::: Data to process :::

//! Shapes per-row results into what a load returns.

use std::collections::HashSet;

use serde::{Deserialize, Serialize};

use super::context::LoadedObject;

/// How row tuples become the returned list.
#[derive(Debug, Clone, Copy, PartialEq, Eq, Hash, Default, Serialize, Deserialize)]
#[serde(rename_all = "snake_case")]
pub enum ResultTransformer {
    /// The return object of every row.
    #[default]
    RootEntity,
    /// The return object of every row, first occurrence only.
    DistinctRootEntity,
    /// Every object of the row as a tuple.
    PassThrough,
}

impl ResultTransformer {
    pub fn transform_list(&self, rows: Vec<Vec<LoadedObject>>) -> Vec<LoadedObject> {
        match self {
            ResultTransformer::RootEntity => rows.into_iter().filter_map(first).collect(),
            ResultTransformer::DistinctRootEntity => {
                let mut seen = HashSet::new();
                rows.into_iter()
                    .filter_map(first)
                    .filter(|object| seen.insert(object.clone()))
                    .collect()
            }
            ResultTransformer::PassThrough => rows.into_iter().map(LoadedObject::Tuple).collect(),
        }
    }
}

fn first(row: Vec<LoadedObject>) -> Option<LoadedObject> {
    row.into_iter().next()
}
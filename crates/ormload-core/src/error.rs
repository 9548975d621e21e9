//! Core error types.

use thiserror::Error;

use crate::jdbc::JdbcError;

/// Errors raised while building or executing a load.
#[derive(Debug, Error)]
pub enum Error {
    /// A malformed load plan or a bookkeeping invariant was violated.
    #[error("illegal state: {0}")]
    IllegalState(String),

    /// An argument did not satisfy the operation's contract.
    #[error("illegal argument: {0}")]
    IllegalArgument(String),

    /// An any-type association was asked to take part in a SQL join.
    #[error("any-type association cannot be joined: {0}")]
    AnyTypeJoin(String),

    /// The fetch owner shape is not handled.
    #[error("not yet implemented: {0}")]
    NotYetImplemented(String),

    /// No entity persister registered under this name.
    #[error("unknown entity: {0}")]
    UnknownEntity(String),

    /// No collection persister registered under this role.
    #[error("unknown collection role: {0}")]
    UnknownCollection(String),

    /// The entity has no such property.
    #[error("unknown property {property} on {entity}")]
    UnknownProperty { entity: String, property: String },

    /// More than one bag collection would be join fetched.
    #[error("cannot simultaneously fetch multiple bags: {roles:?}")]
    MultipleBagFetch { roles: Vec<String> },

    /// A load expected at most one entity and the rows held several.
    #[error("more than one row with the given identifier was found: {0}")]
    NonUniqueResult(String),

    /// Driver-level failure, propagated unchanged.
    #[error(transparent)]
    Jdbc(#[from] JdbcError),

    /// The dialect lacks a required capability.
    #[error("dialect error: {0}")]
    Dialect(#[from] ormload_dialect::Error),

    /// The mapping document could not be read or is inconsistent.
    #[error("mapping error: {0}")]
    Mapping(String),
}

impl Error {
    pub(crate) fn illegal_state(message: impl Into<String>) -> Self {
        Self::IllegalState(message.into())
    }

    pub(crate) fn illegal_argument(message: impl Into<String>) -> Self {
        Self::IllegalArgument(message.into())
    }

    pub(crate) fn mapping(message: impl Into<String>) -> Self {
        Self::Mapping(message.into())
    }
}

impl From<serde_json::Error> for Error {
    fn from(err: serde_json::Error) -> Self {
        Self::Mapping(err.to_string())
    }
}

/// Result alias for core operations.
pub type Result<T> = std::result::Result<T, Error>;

:::

(Activity): Repeat each line of the data exactly, missing none.

(Response for this exercise):
//! Shapes per-row results into what a load returns.

use std::collections::HashSet;

use serde::{Deserialize, Serialize};

use super::context::LoadedObject;

/// How row tuples become the returned list.
#[derive(Debug, Clone, Copy, PartialEq, Eq, Hash, Default, Serialize, Deserialize)]
#[serde(rename_all = "snake_case")]
pub enum ResultTransformer {
    /// The return object of every row.
    #[default]
    RootEntity,
    /// The return object of every row, first occurrence only.
    DistinctRootEntity,
    /// Every object of the row as a tuple.
    PassThrough,
}

impl ResultTransformer {
    pub fn transform_list(&self, rows: Vec<Vec<LoadedObject>>) -> Vec<LoadedObject> {
        match self {
            ResultTransformer::RootEntity => rows.into_iter().filter_map(first).collect(),
            ResultTransformer::DistinctRootEntity => {
                let mut seen = HashSet::new();
                rows.into_iter()
                    .filter_map(first)
                    .filter(|object| seen.insert(object.clone()))
                    .collect()
            }
            ResultTransformer::PassThrough => rows.into_iter().map(LoadedObject::Tuple).collect(),
        }
    }
}

fn first(row: Vec<LoadedObject>) -> Option<LoadedObject> {
    row.into_iter().next()
}
filename crates/ormload-core/src/error.rs
repository 9548975d621e21e9
//! Core error types.

use thiserror::Error;

use crate::jdbc::JdbcError;

/// Errors raised while building or executing a load.
#[derive(Debug, Error)]
pub enum Error {
    /// A malformed load plan or a bookkeeping invariant was violated.
    #[error("illegal state: {0}")]
    IllegalState(String),

    /// An argument did not satisfy the operation's contract.
    #[error("illegal argument: {0}")]
    IllegalArgument(String),

    /// An any-type association was asked to take part in a SQL join.
    #[error("any-type association cannot be joined: {0}")]
    AnyTypeJoin(String),

    /// The fetch owner shape is not handled.
    #[error("not yet implemented: {0}")]
    NotYetImplemented(String),

    /// No entity persister registered under this name.
    #[error("unknown entity: {0}")]
    UnknownEntity(String),

    /// No collection persister registered under this role.
    #[error("unknown collection role: {0}")]
    UnknownCollection(String),

    /// The entity has no such property.
    #[error("unknown property {property} on {entity}")]
    UnknownProperty { entity: String, property: String },

    /// More than one bag collection would be join fetched.
    #[error("cannot simultaneously fetch multiple bags: {roles:?}")]
    MultipleBagFetch { roles: Vec<String> },

    /// A load expected at most one entity and the rows held several.
    #[error("more than one row with the given identifier was found: {0}")]
    NonUniqueResult(String),

    /// Driver-level failure, propagated unchanged.
    #[error(transparent)]
    Jdbc(#[from] JdbcError),

    /// The dialect lacks a required capability.
    #[error("dialect error: {0}")]
    Dialect(#[from] ormload_dialect::Error),

    /// The mapping document could not be read or is inconsistent.
    #[error("mapping error: {0}")]
    Mapping(String),
}

impl Error {
    pub(crate) fn illegal_state(message: impl Into<String>) -> Self {
        Self::IllegalState(message.into())
    }

    pub(crate) fn illegal_argument(message: impl Into<String>) -> Self {
        Self::IllegalArgument(message.into())
    }

    pub(crate) fn mapping(message: impl Into<String>) -> Self {
        Self::Mapping(message.into())
    }
}

impl From<serde_json::Error> for Error {
    fn from(err: serde_json::Error) -> Self {
        Self::Mapping(err.to_string())
    }
}

/// Result alias for core operations.
pub type Result<T> = std::result::Result<T, Error>;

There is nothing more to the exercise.